2. Metformin (biguanide)
That acts by decreasing hepatic glucose production and may also increase peripheral glucose utilization. It is primarily used to prevent the progression of impaired glucose tolerance (IGT) and for the treatment of diabetes. Women with PCOS metformin can
a. Improve menstrual cyclicity and ovulation rates
b. May decrease serum androgens
c. Improve insulin resistance
d. Weight loss with metformin occurs only in conjunction with a low-calorie diet and exercise regimen
e.

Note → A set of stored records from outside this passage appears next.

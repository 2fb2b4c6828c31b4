//! Observability & Logging Config

use clap::Args;

/// Log output format.
#[derive(Clone, Copy, Debug, clap::ValueEnum)]
pub enum LogFormat {
    /// Compact, human-readable logs.
    Compact,

    /// Structured JSON logs.
    Json,
}

/// Logging settings.
#[derive(Debug, Args)]
pub struct LoggingConfig {
    /// Log level (trace, debug, info, warn, error)
    #[arg(short, long, env = "RUST_LOG", default_value = "info")]
    pub log_level: String,

    /// Log format (compact, json)
    #[arg(long, env = "LOG_FORMAT", value_enum, default_value_t = LogFormat::Compact)]
    pub log_format: LogFormat,
}

/// Trace export settings.
#[derive(Debug, Args)]
pub struct ObservabilityConfig {
    /// Enable OpenTelemetry tracing export and `traceparent` extraction.
    #[arg(long, env = "OTEL_ENABLED", default_value_t = false)]
    pub otel_enabled: bool,

    /// OTLP gRPC endpoint for trace export.
    #[arg(
        long,
        env = "OTEL_EXPORTER_OTLP_ENDPOINT",
        default_value = "http://localhost:4317"
    )]
    pub otel_exporter_otlp_endpoint: String,

    /// OTLP exporter timeout in seconds.
    #[arg(
        long,
        env = "OTEL_EXPORTER_OTLP_TIMEOUT_SECONDS",
        default_value_t = 3u64
    )]
    pub otel_exporter_otlp_timeout_seconds: u64,

    /// OpenTelemetry service name.
    #[arg(long, env = "OTEL_SERVICE_NAME", default_value = "shopfront-json")]
    pub otel_service_name: String,

    /// OpenTelemetry service version.
    #[arg(
        long,
        env = "OTEL_SERVICE_VERSION",
        default_value = env!("CARGO_PKG_VERSION")
    )]
    pub otel_service_version: String,

    /// OpenTelemetry deployment environment.
    #[arg(
        long,
        env = "OTEL_DEPLOYMENT_ENVIRONMENT",
        default_value = "development"
    )]
    pub otel_deployment_environment: String,

    /// Trace sampling ratio in range [0.0, 1.0].
    #[arg(long, env = "OTEL_TRACE_SAMPLE_RATIO", default_value_t = 1.0_f64)]
    pub otel_trace_sample_ratio: f64,

    /// Threshold for slow request warnings.
    #[arg(long, env = "SLOW_REQUEST_THRESHOLD_MS", default_value_t = 1_000_u64)]
    pub slow_request_threshold_ms: u64,
}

Side effects are primarily gastrointestinal, including nausea and diarrhea
.
D-Treatment of infertility
Women with PCOS often have difficulty conceiving because of the failure to ovulate regularly1-Drugs
1. Clomiphene citrate is an antiestrogen that has been used to induce ovulation, and is the first-line treatment for anovulatory infertility.

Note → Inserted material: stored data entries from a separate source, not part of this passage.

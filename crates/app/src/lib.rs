//! Shared application domain and persistence modules.

pub mod auth;
pub mod context;
pub mod database;
pub mod domain;
pub mod ids;

#[cfg(test)]
mod test;
//! List Cart Handler

use std::sync::Arc;

use salvo::prelude::*;

use crate::{
    carts::{errors::into_api_error, models::CartLineResponse},
    errors::ApiError,
    extensions::*,
    state::State,
};

/// List Cart Handler
///
/// Every line in the caller's cart, newest first.
#[endpoint(
    tags("cart"),
    summary = "List Cart",
    security(("session_cookie" = [])),
    responses(
        (status_code = StatusCode::OK, description = "Cart lines"),
        (status_code = StatusCode::UNAUTHORIZED, description = "Unauthorized"),
        (status_code = StatusCode::INTERNAL_SERVER_ERROR, description = "Internal Server Error"),
    ),
)]
pub(crate) async fn handler(depot: &mut Depot) -> Result<Json<Vec<CartLineResponse>>, ApiError> {
    let state = depot.obtain_or_500::<Arc<State>>()?;
    let owner = depot.identity_or_401()?;

    let lines = state
        .app
        .carts
        .list_lines(&owner)
        .await
        .map_err(into_api_error)?;

    Ok(Json(lines.into_iter().map(CartLineResponse::from).collect()))
}

#[cfg(test)]
mod tests {
    use salvo::test::{ResponseExt, TestClient};
    use shopfront_app::domain::carts::{MockCartsService, models::CartLineId};
    use testresult::TestResult;

    use crate::test_helpers::{TEST_EMAIL, carts_service, make_line};

    use super::*;

    fn make_service(carts: MockCartsService) -> Service {
        carts_service(carts, Router::with_path("cart").get(handler))
    }

    #[tokio::test]
    async fn test_list_returns_owner_lines() -> TestResult {
        let line = make_line(CartLineId::new(), 3);
        let expected = CartLineResponse::from(line.clone());

        let mut carts = MockCartsService::new();

        carts
            .expect_list_lines()
            .once()
            .withf(|owner| owner.email() == TEST_EMAIL)
            .return_once(move |_| Ok(vec![line]));

        let mut res = TestClient::get("http://example.com/cart")
            .send(&make_service(carts))
            .await;

        let body: Vec<CartLineResponse> = res.take_json().await?;

        assert_eq!(res.status_code, Some(StatusCode::OK));
        assert_eq!(body, vec![expected]);

        Ok(())
    }
}
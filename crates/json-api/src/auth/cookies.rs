//! Session cookies.

use salvo::http::cookie::{Cookie, SameSite, time::Duration};
use shopfront_app::auth::{SameSitePolicy, SessionCookie};

/// Turn a session cookie directive into a `Set-Cookie` value.
pub(crate) fn to_cookie(session: SessionCookie) -> Cookie<'static> {
    Cookie::build((session.name, session.value))
        .http_only(session.http_only)
        .secure(session.secure)
        .same_site(match session.same_site {
            SameSitePolicy::Strict => SameSite::Strict,
            SameSitePolicy::Lax => SameSite::Lax,
            SameSitePolicy::None => SameSite::None,
        })
        .path(session.path)
        .max_age(Duration::seconds(session.max_age.as_secs()))
        .build()
}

2. Metformin is associated with an improvement in ovulation. metformin alone or in those who do not respond to clomiphene alone then add metformin
3. Gonadotropins injectable FSH alone or in combination with LH, is successful in inducing ovulation , used for women who fail clomiphene therapy Side effect multiple gestation and ovarian hyperstimulation,.
4. Aromatase inhibitors such as letrozole is currently being studied for use to induce ovulation in women with PCOS
2- In vitro fertilization
is successful in achieving pregnancy and ovulation in women with PCOS,
but is a more aggressive therapy than the previous options.
3-Surgery
Laparoscopic ovarian drilling (with laser or diathermy) is another second-line option for fertility.